The one downside of Pay As You Earn – as with all of the income-driven repayment plans – is that you must prove your income every year. In other words, you will need to submit documentation to your loan servicer every year proving your family size and income in order to stay eligible. If you ever reach the point where your family size and income exceeds the amount you would pay under 10-Year Standard Repayment, your monthly payment will be adjusted to that of 10-Year Standard Repayment. This new payment will be based on the loan amount you owed when you first started Pay As You Earn – meaning that it could result in a substantial increase in your monthly payment.

If you can’t qualify for Pay As You Earn

If for some reason you would not qualify for Pay As You Earn, there are three other income-driven repayment plans. They are Income-Contingent, Income-Based and Income-Sensitive.

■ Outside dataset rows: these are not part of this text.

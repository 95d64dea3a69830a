use std::path::Path;

use rust_xlsxwriter::Workbook;

use crate::panel::qc::error::Result;
use crate::panel::qc::table::{SheetCell, SheetTable};

/// Writes the provided tables to the given path, one worksheet each.
pub fn write_workbook(path: &Path, tables: &[SheetTable]) -> Result<()> {
    let mut workbook_writer = Workbook::new();

    for table in tables {
        let worksheet = workbook_writer.add_worksheet();
        worksheet.set_name(&table.sheet_name)?;

        for (col_idx, header) in table.columns.iter().enumerate() {
            worksheet.write_string(0, col_idx as u16, header)?;
        }

        for (row_idx, row) in table.rows.iter().enumerate() {
            let row_num = (row_idx + 1) as u32;
            for (col_idx, cell) in row.iter().enumerate() {
                let col_num = col_idx as u16;
                match cell {
                    SheetCell::Blank => {}
                    SheetCell::Number(value) => {
                        worksheet.write_number(row_num, col_num, *value)?;
                    }
                    SheetCell::Text(value) => {
                        worksheet.write_string(row_num, col_num, value)?;
                    }
                }
            }
        }

        let mut excel_table = rust_xlsxwriter::Table::new();
        excel_table.set_autofilter(true);

        let col_end = (table.columns.len() as u16).saturating_sub(1);
        let row_end = if table.rows.is_empty() {
            1
        } else {
            table.rows.len() as u32
        };
        worksheet.add_table(0, 0, row_end, col_end, &excel_table)?;
    }

    workbook_writer.save(path)?;
    Ok(())
}
use std::sync::atomic::{AtomicU64, Ordering};
use std::time::Duration;

use async_trait::async_trait;
use papaya::HashMap as PapayaHashMap;
use tiercache_store::{Entity, StoreError, SystemOfRecord};

/// In-memory system of record using papaya lock-free HashMap.
///
/// Every trait call is counted so tests can assert how often the cache
/// actually reached the authoritative store.
#[derive(Debug)]
pub struct InMemoryStore<T: Entity> {
    data: PapayaHashMap<T::Id, T>,
    latency: Option<Duration>,
    find_calls: AtomicU64,
    save_calls: AtomicU64,
    remove_calls: AtomicU64,
}

impl<T: Entity> InMemoryStore<T> {
    /// Creates an empty store that answers immediately.
    pub fn new() -> Self {
        Self {
            data: PapayaHashMap::new(),
            latency: None,
            find_calls: AtomicU64::new(0),
            save_calls: AtomicU64::new(0),
            remove_calls: AtomicU64::new(0),
        }
    }

    /// Creates an empty store that sleeps for `latency` before every call.
    pub fn with_latency(latency: Duration) -> Self {
        Self {
            latency: Some(latency),
            ..Self::new()
        }
    }

    /// Inserts an entity without counting it as a `save` call.
    pub fn seed(&self, entity: T) {
        self.data.pin().insert(entity.id(), entity);
    }

    /// Returns the stored entity without counting it as a `find` call.
    pub fn peek(&self, id: &T::Id) -> Option<T> {
        self.data.pin().get(id).cloned()
    }

    /// Snapshot of every stored id, for rebuilding an existence filter.
    pub fn ids(&self) -> Vec<T::Id> {
        self.data.pin().keys().cloned().collect()
    }

    /// Number of entities currently stored.
    pub fn len(&self) -> usize {
        self.data.pin().len()
    }

    /// Returns true if the store holds no entities.
    pub fn is_empty(&self) -> bool {
        self.len() == 0
    }

    /// Number of `find` calls served so far.
    pub fn find_calls(&self) -> u64 {
        self.find_calls.load(Ordering::SeqCst)
    }

    /// Number of `save` calls served so far.
    pub fn save_calls(&self) -> u64 {
        self.save_calls.load(Ordering::SeqCst)
    }

    /// Number of `remove` calls served so far.
    pub fn remove_calls(&self) -> u64 {
        self.remove_calls.load(Ordering::SeqCst)
    }

    async fn simulate_latency(&self) {
        if let Some(latency) = self.latency {
            tokio::time::sleep(latency).await;
        }
    }
}

impl<T: Entity> Default for InMemoryStore<T> {
    fn default() -> Self {
        Self::new()
    }
}

#[async_trait]
impl<T: Entity> SystemOfRecord<T> for InMemoryStore<T> {
    async fn find(&self, id: &T::Id) -> Result<Option<T>, StoreError> {
        self.find_calls.fetch_add(1, Ordering::SeqCst);
        self.simulate_latency().await;
        let found = self.data.pin().get(id).cloned();
        tracing::trace!(id = %id, hit = found.is_some(), "memory store find");
        Ok(found)
    }

    async fn save(&self, entity: &T) -> Result<(), StoreError> {
        self.save_calls.fetch_add(1, Ordering::SeqCst);
        self.simulate_latency().await;
        self.data.pin().insert(entity.id(), entity.clone());
        Ok(())
    }

    async fn remove(&self, id: &T::Id) -> Result<(), StoreError> {
        self.remove_calls.fetch_add(1, Ordering::SeqCst);
        self.simulate_latency().await;
        self.data.pin().remove(id);
        Ok(())
    }

    fn backend_name(&self) -> &'static str {
        "memory"
    }
}
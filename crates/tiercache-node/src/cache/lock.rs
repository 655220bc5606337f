//! Distributed advisory locks with ownership tokens.
//!
//! Used for single-flight loads and background refresh. A lock is a key holding
//! a random token with an expiry; only the holder of the matching token can
//! release it early. If the holder dies the TTL releases it.

use std::fmt;
use std::sync::Arc;
use std::time::{Duration, Instant};

use async_trait::async_trait;
use dashmap::DashMap;
use dashmap::mapref::entry::Entry;
use deadpool_redis::Pool;

use super::error::CacheResult;

const LOCK_PREFIX: &str = "lock:";

/// Compare-and-delete: only the current holder may release.
const RELEASE_SCRIPT: &str = r#"
if redis.call("GET", KEYS[1]) == ARGV[1] then
    return redis.call("DEL", KEYS[1])
else
    return 0
end
"#;

/// Opaque proof of lock ownership.
///
/// Compared by value at release time, so a process whose lock expired and was
/// re-acquired by someone else cannot release the new holder's lock.
#[derive(Debug, Clone, PartialEq, Eq, Hash)]
pub struct LockToken(String);

impl LockToken {
    pub fn generate() -> Self {
        Self(uuid::Uuid::new_v4().to_string())
    }

    pub fn as_str(&self) -> &str {
        &self.0
    }
}

impl fmt::Display for LockToken {
    fn fmt(&self, f: &mut fmt::Formatter<'_>) -> fmt::Result {
        f.write_str(&self.0)
    }
}

/// Non-blocking, non-reentrant mutual exclusion keyed by string.
#[async_trait]
pub trait LockService: Send + Sync {
    /// Take the lock if nobody holds it. `Ok(None)` means someone else does;
    /// that is expected control flow, not an error.
    async fn try_acquire(&self, key: &str, ttl: Duration) -> CacheResult<Option<LockToken>>;

    /// Release the lock if `token` still owns it; otherwise do nothing.
    async fn release(&self, key: &str, token: &LockToken) -> CacheResult<()>;

    /// Backend name for logging.
    fn backend_name(&self) -> &'static str;
}

fn lock_key(key: &str) -> String {
    format!("{LOCK_PREFIX}{key}")
}

/// Redis-backed locks: `SET NX PX` to acquire, a Lua script to release.
#[derive(Clone)]
pub struct RedisLockService {
    pool: Pool,
    release_script: Arc<redis::Script>,
}

impl RedisLockService {
    pub fn new(pool: Pool) -> Self {
        Self {
            pool,
            release_script: Arc::new(redis::Script::new(RELEASE_SCRIPT)),
        }
    }
}

#[async_trait]
impl LockService for RedisLockService {
    async fn try_acquire(&self, key: &str, ttl: Duration) -> CacheResult<Option<LockToken>> {
        let token = LockToken::generate();
        let mut conn = self.pool.get().await?;
        let reply: Option<String> = redis::cmd("SET")
            .arg(lock_key(key))
            .arg(token.as_str())
            .arg("NX")
            .arg("PX")
            .arg((ttl.as_millis() as u64).max(1))
            .query_async(&mut conn)
            .await?;
        Ok(reply.map(|_| token))
    }

    async fn release(&self, key: &str, token: &LockToken) -> CacheResult<()> {
        let mut conn = self.pool.get().await?;
        let deleted: i64 = self
            .release_script
            .key(lock_key(key))
            .arg(token.as_str())
            .invoke_async(&mut conn)
            .await?;
        if deleted == 0 {
            tracing::debug!(key = %key, "lock release skipped, token no longer owns it");
        }
        Ok(())
    }

    fn backend_name(&self) -> &'static str {
        "redis"
    }
}

#[derive(Debug)]
struct Held {
    token: LockToken,
    expires_at: Instant,
}

/// In-process lock table for single-instance mode and tests.
///
/// Clones share the same table.
#[derive(Clone, Default)]
pub struct MemoryLockService {
    held: Arc<DashMap<String, Held>>,
}

impl MemoryLockService {
    pub fn new() -> Self {
        Self::default()
    }

    /// Token currently holding `key`, if the lock is live.
    pub fn holder(&self, key: &str) -> Option<LockToken> {
        self.held
            .get(&lock_key(key))
            .filter(|held| held.expires_at > Instant::now())
            .map(|held| held.token.clone())
    }
}

#[async_trait]
impl LockService for MemoryLockService {
    async fn try_acquire(&self, key: &str, ttl: Duration) -> CacheResult<Option<LockToken>> {
        let now = Instant::now();
        let fresh = || Held {
            token: LockToken::generate(),
            expires_at: now + ttl,
        };
        // The entry guard keeps the shard locked, making check-and-set atomic.
        let token = match self.held.entry(lock_key(key)) {
            Entry::Vacant(slot) => {
                let held = fresh();
                let token = held.token.clone();
                slot.insert(held);
                Some(token)
            }
            Entry::Occupied(mut slot) if slot.get().expires_at <= now => {
                let held = fresh();
                let token = held.token.clone();
                slot.insert(held);
                Some(token)
            }
            Entry::Occupied(_) => None,
        };
        Ok(token)
    }

    async fn release(&self, key: &str, token: &LockToken) -> CacheResult<()> {
        self.held
            .remove_if(&lock_key(key), |_, held| held.token == *token);
        Ok(())
    }

    fn backend_name(&self) -> &'static str {
        "memory"
    }
}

Income-Based Repayment – This plan was meant to replace the Income-Contingent and Income-Sensitive Repayment plans though they are still available. It is much like Pay As You Earn and also caps your monthly payments at 10% of your disposable or discretionary income. It is also based on the size of your family and requires that you submit documentation every year proving your income. Loans that are eligible for income-Based Repayment include all Consolidation Loans made under the Direct Loan or Federal Family Education Loan programs, all Stafford Loans and all Grad PLUS Loans.

In 2010, the president took an executive action that made this program available to more borrowers by the end of 2012 instead of 2014. This latest change should reduce the monthly loan payments for an additional 1.6 million responsible student borrowers.

If you want to determine whether you would qualify for Income-Based Repayment (IBR), you should use the U.S. Department of Education’s IBR calculator to learn if you would likely qualify. This calculator takes into consideration your family size, income and state where you live to calculate your monthly payments. If this amount were less than the payments you are making on your loans under 10-year Standard Repayment, you would be qualified to pay back your loans under IBR.

If you were not a new borrower on or after July 1, 2014, your payments will be capped at 15% of your discretionary income but will never be higher than under 10-Year Standard Repayment. On the other hand, if you were a new borrower on or after July 1, 2014 your payments will be capped at 10% of your discretionary income.

Income-Contingent Repayment – Under this program you would make payments for 25 years before any remaining balance would be forgiven. You won’t need to prove a “partial financial hardship,” and your payments would be 20% of your discretionary income. Under this program, your monthly payments will be pegged to your income, the size of your family and the total amount you borrowed. Since your term will be 25 years, you will likely have lower monthly payments though you will pay more total interest over the life of the loan. Also, under this repayment program if you have a balance forgiven at the end of the 25 years, you will have to pay taxes on it.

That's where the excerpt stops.